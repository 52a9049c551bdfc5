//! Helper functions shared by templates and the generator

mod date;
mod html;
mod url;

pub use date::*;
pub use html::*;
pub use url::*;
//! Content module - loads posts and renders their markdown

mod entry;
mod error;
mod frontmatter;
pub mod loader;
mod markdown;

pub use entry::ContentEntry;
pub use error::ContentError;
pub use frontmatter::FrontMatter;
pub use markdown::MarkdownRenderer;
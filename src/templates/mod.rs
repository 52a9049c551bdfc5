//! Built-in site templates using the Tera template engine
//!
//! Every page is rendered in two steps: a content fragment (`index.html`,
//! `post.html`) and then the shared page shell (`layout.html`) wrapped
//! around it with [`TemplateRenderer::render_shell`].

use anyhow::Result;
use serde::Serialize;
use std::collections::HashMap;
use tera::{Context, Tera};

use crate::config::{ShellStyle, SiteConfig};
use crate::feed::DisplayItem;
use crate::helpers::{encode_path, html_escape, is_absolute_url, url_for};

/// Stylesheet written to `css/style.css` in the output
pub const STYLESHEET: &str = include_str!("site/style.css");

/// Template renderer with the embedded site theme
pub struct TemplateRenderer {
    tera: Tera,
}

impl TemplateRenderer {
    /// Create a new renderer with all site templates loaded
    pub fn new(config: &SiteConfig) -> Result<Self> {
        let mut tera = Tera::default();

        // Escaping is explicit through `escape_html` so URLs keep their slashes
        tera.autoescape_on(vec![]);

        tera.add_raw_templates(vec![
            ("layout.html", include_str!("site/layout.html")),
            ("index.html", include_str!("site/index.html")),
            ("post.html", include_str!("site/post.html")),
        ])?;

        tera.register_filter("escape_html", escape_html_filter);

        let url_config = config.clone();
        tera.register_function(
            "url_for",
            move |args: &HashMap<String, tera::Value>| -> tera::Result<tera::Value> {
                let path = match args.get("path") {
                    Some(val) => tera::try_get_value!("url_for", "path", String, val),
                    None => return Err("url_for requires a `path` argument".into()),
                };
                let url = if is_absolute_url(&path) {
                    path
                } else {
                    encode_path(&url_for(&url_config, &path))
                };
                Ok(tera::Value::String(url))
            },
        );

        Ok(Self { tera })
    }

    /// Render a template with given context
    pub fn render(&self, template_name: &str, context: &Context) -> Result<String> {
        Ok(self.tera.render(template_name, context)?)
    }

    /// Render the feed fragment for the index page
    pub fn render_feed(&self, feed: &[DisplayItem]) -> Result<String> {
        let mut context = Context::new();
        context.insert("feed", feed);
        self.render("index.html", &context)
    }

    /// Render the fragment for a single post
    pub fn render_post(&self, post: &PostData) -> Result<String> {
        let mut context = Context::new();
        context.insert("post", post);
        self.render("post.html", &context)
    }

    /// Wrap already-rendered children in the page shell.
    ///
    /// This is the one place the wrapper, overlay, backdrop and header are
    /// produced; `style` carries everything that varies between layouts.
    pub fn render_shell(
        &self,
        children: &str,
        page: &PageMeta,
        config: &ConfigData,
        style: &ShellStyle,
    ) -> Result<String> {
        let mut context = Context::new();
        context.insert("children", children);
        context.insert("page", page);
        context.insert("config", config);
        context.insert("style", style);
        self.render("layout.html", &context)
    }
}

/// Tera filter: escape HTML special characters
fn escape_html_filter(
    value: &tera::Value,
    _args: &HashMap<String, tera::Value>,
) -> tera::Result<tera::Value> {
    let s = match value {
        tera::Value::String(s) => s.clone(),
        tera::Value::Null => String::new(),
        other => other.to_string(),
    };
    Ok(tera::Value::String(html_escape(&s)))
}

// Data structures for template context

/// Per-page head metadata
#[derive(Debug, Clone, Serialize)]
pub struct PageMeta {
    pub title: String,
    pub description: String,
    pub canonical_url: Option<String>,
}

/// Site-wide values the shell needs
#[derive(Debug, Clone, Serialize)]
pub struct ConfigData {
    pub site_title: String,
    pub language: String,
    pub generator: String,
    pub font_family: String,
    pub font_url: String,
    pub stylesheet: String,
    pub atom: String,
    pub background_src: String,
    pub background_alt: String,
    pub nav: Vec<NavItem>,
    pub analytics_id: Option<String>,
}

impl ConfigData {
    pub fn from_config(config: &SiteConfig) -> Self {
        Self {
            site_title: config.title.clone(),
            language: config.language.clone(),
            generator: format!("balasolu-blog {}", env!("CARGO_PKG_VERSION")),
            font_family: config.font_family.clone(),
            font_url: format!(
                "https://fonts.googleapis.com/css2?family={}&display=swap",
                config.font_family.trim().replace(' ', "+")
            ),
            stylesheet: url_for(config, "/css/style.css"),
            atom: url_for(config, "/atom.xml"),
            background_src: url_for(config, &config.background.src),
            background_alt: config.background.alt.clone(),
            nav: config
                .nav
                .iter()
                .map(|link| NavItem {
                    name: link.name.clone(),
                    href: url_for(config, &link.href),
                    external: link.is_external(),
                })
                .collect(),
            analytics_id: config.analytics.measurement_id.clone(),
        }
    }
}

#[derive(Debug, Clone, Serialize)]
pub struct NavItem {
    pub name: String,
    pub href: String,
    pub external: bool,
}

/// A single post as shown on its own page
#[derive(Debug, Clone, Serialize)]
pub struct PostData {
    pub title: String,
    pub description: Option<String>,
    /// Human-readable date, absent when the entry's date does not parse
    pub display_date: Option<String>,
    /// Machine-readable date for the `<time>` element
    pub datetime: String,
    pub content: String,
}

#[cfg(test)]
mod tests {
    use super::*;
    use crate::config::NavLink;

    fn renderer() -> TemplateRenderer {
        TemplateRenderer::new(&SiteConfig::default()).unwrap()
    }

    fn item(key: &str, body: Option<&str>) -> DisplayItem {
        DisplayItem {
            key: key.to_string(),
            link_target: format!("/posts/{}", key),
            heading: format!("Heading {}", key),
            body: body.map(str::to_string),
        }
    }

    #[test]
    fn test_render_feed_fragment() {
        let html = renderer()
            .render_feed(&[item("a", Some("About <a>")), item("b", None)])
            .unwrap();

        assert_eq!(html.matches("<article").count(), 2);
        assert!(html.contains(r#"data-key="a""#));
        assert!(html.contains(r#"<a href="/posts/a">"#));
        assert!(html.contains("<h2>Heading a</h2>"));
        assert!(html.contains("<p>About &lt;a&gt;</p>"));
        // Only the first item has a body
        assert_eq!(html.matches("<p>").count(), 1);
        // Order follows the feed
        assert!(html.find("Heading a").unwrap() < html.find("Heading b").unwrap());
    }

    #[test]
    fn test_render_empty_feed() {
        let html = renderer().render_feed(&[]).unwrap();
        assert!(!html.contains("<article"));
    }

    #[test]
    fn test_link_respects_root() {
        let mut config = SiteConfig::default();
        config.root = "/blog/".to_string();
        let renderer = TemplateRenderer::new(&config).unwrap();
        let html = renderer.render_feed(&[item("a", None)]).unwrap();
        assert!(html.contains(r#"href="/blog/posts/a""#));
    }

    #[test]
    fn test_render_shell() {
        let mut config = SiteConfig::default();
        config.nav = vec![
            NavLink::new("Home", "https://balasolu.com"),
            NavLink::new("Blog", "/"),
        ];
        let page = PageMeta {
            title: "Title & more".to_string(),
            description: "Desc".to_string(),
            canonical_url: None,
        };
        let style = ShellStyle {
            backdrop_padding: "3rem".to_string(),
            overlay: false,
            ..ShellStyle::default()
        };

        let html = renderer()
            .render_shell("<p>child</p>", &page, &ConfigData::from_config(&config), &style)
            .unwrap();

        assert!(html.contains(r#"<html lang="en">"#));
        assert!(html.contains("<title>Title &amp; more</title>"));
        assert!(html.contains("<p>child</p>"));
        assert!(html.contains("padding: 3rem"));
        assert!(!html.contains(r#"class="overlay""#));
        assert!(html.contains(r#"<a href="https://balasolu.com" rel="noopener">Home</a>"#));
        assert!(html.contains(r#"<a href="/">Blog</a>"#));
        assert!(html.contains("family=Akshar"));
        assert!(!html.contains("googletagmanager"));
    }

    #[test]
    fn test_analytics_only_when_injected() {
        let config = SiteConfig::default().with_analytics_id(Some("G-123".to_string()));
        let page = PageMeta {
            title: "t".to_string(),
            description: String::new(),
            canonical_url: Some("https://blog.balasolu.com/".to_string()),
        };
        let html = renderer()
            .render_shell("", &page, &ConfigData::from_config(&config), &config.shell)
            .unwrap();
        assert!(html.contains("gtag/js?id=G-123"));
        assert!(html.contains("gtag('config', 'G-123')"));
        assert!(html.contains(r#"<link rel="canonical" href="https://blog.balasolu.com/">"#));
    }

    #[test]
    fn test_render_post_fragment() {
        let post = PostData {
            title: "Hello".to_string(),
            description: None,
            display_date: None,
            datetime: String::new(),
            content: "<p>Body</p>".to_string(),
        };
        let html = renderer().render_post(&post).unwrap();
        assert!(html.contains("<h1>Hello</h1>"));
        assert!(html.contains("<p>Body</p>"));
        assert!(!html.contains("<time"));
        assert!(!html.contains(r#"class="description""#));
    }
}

_ _ _ _ _ _ _

ACTIVITY | Whenever a line of the entries contains the string "markdown", copy that line.

ANSWER TO THIS TASK |
//! Content module - loads posts and renders their markdown
mod markdown;
pub use markdown::MarkdownRenderer;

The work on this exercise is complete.